**Your objective**. Below are records; repeat them all exactly.

**Records drawn from a dataset**.
=== Section Start ===

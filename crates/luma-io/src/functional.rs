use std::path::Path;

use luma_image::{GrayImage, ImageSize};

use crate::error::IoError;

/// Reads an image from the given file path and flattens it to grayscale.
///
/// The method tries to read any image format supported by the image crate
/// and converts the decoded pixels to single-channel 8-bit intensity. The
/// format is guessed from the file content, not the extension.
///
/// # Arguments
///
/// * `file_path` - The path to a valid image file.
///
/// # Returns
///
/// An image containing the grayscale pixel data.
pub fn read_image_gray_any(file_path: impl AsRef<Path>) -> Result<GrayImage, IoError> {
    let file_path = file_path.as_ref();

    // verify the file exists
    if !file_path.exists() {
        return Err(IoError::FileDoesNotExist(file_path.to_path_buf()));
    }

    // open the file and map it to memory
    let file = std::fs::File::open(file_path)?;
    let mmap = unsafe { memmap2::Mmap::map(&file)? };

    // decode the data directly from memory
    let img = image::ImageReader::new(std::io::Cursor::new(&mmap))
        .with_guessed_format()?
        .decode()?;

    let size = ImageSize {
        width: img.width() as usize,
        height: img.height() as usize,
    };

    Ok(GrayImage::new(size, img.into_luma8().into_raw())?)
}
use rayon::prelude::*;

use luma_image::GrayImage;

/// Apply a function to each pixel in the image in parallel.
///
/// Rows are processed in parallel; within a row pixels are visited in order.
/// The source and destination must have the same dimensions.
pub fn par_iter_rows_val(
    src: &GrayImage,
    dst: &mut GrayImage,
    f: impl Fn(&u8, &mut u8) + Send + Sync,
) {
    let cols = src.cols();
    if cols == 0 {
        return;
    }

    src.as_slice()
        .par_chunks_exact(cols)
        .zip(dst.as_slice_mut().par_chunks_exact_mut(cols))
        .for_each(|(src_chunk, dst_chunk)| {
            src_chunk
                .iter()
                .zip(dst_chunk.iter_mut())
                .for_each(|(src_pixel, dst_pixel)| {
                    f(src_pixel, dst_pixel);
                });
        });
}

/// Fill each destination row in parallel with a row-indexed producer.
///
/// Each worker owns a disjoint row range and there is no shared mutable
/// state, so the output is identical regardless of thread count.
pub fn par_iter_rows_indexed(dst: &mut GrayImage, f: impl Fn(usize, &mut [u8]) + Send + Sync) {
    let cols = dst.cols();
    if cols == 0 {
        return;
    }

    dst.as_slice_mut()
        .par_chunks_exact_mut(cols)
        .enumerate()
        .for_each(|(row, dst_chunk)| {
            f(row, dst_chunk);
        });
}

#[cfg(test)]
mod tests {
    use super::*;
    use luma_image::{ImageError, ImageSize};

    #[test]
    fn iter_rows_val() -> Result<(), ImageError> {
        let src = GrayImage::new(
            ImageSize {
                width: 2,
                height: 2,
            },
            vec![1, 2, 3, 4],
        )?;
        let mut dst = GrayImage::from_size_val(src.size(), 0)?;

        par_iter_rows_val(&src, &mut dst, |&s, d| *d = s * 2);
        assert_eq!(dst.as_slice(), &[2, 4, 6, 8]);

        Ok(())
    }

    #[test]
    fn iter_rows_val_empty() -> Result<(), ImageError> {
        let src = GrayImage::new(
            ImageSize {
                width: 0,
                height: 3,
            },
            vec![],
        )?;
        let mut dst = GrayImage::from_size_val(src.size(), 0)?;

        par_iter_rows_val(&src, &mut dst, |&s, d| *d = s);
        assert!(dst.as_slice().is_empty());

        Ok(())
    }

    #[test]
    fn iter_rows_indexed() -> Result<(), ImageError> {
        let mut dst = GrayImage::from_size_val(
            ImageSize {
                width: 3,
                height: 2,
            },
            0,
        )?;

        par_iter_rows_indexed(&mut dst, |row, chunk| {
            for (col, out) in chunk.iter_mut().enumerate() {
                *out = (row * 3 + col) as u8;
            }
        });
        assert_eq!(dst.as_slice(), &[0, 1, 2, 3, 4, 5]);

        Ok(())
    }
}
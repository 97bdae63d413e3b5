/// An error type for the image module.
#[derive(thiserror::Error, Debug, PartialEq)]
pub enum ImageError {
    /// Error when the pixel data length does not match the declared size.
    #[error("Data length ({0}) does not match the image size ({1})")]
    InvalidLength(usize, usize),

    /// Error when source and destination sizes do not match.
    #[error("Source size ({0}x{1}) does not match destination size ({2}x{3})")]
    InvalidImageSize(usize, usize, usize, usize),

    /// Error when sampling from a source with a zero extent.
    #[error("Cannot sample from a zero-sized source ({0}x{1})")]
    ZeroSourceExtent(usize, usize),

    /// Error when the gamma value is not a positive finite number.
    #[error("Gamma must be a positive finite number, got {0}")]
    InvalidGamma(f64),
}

=== Section End ===

**Solution for this exercise**.
filename crates/luma-io/src/functional.rs
use std::path::Path;

use luma_image::{GrayImage, ImageSize};

use crate::error::IoError;

/// Reads an image from the given file path and flattens it to grayscale.
///
/// The method tries to read any image format supported by the image crate
/// and converts the decoded pixels to single-channel 8-bit intensity. The
/// format is guessed from the file content, not the extension.
///
/// # Arguments
///
/// * `file_path` - The path to a valid image file.
///
/// # Returns
///
/// An image containing the grayscale pixel data.
pub fn read_image_gray_any(file_path: impl AsRef<Path>) -> Result<GrayImage, IoError> {
    let file_path = file_path.as_ref();

    // verify the file exists
    if !file_path.exists() {
        return Err(IoError::FileDoesNotExist(file_path.to_path_buf()));
    }

    // open the file and map it to memory
    let file = std::fs::File::open(file_path)?;
    let mmap = unsafe { memmap2::Mmap::map(&file)? };

    // decode the data directly from memory
    let img = image::ImageReader::new(std::io::Cursor::new(&mmap))
        .with_guessed_format()?
        .decode()?;

    let size = ImageSize {
        width: img.width() as usize,
        height: img.height() as usize,
    };

    Ok(GrayImage::new(size, img.into_luma8().into_raw())?)
}
use rayon::prelude::*;

use luma_image::GrayImage;

/// Apply a function to each pixel in the image in parallel.
///
/// Rows are processed in parallel; within a row pixels are visited in order.
/// The source and destination must have the same dimensions.
pub fn par_iter_rows_val(
    src: &GrayImage,
    dst: &mut GrayImage,
    f: impl Fn(&u8, &mut u8) + Send + Sync,
) {
    let cols = src.cols();
    if cols == 0 {
        return;
    }

    src.as_slice()
        .par_chunks_exact(cols)
        .zip(dst.as_slice_mut().par_chunks_exact_mut(cols))
        .for_each(|(src_chunk, dst_chunk)| {
            src_chunk
                .iter()
                .zip(dst_chunk.iter_mut())
                .for_each(|(src_pixel, dst_pixel)| {
                    f(src_pixel, dst_pixel);
                });
        });
}

/// Fill each destination row in parallel with a row-indexed producer.
///
/// Each worker owns a disjoint row range and there is no shared mutable
/// state, so the output is identical regardless of thread count.
pub fn par_iter_rows_indexed(dst: &mut GrayImage, f: impl Fn(usize, &mut [u8]) + Send + Sync) {
    let cols = dst.cols();
    if cols == 0 {
        return;
    }

    dst.as_slice_mut()
        .par_chunks_exact_mut(cols)
        .enumerate()
        .for_each(|(row, dst_chunk)| {
            f(row, dst_chunk);
        });
}

#[cfg(test)]
mod tests {
    use super::*;
    use luma_image::{ImageError, ImageSize};

    #[test]
    fn iter_rows_val() -> Result<(), ImageError> {
        let src = GrayImage::new(
            ImageSize {
                width: 2,
                height: 2,
            },
            vec![1, 2, 3, 4],
        )?;
        let mut dst = GrayImage::from_size_val(src.size(), 0)?;

        par_iter_rows_val(&src, &mut dst, |&s, d| *d = s * 2);
        assert_eq!(dst.as_slice(), &[2, 4, 6, 8]);

        Ok(())
    }

    #[test]
    fn iter_rows_val_empty() -> Result<(), ImageError> {
        let src = GrayImage::new(
            ImageSize {
                width: 0,
                height: 3,
            },
            vec![],
        )?;
        let mut dst = GrayImage::from_size_val(src.size(), 0)?;

        par_iter_rows_val(&src, &mut dst, |&s, d| *d = s);
        assert!(dst.as_slice().is_empty());

        Ok(())
    }

    #[test]
    fn iter_rows_indexed() -> Result<(), ImageError> {
        let mut dst = GrayImage::from_size_val(
            ImageSize {
                width: 3,
                height: 2,
            },
            0,
        )?;

        par_iter_rows_indexed(&mut dst, |row, chunk| {
            for (col, out) in chunk.iter_mut().enumerate() {
                *out = (row * 3 + col) as u8;
            }
        });
        assert_eq!(dst.as_slice(), &[0, 1, 2, 3, 4, 5]);

        Ok(())
    }
}
repository 97bdae63d413e3b5
/// An error type for the image module.
#[derive(thiserror::Error, Debug, PartialEq)]
pub enum ImageError {
    /// Error when the pixel data length does not match the declared size.
    #[error("Data length ({0}) does not match the image size ({1})")]
    InvalidLength(usize, usize),

    /// Error when source and destination sizes do not match.
    #[error("Source size ({0}x{1}) does not match destination size ({2}x{3})")]
    InvalidImageSize(usize, usize, usize, usize),

    /// Error when sampling from a source with a zero extent.
    #[error("Cannot sample from a zero-sized source ({0}x{1})")]
    ZeroSourceExtent(usize, usize),

    /// Error when the gamma value is not a positive finite number.
    #[error("Gamma must be a positive finite number, got {0}")]
    InvalidGamma(f64),
}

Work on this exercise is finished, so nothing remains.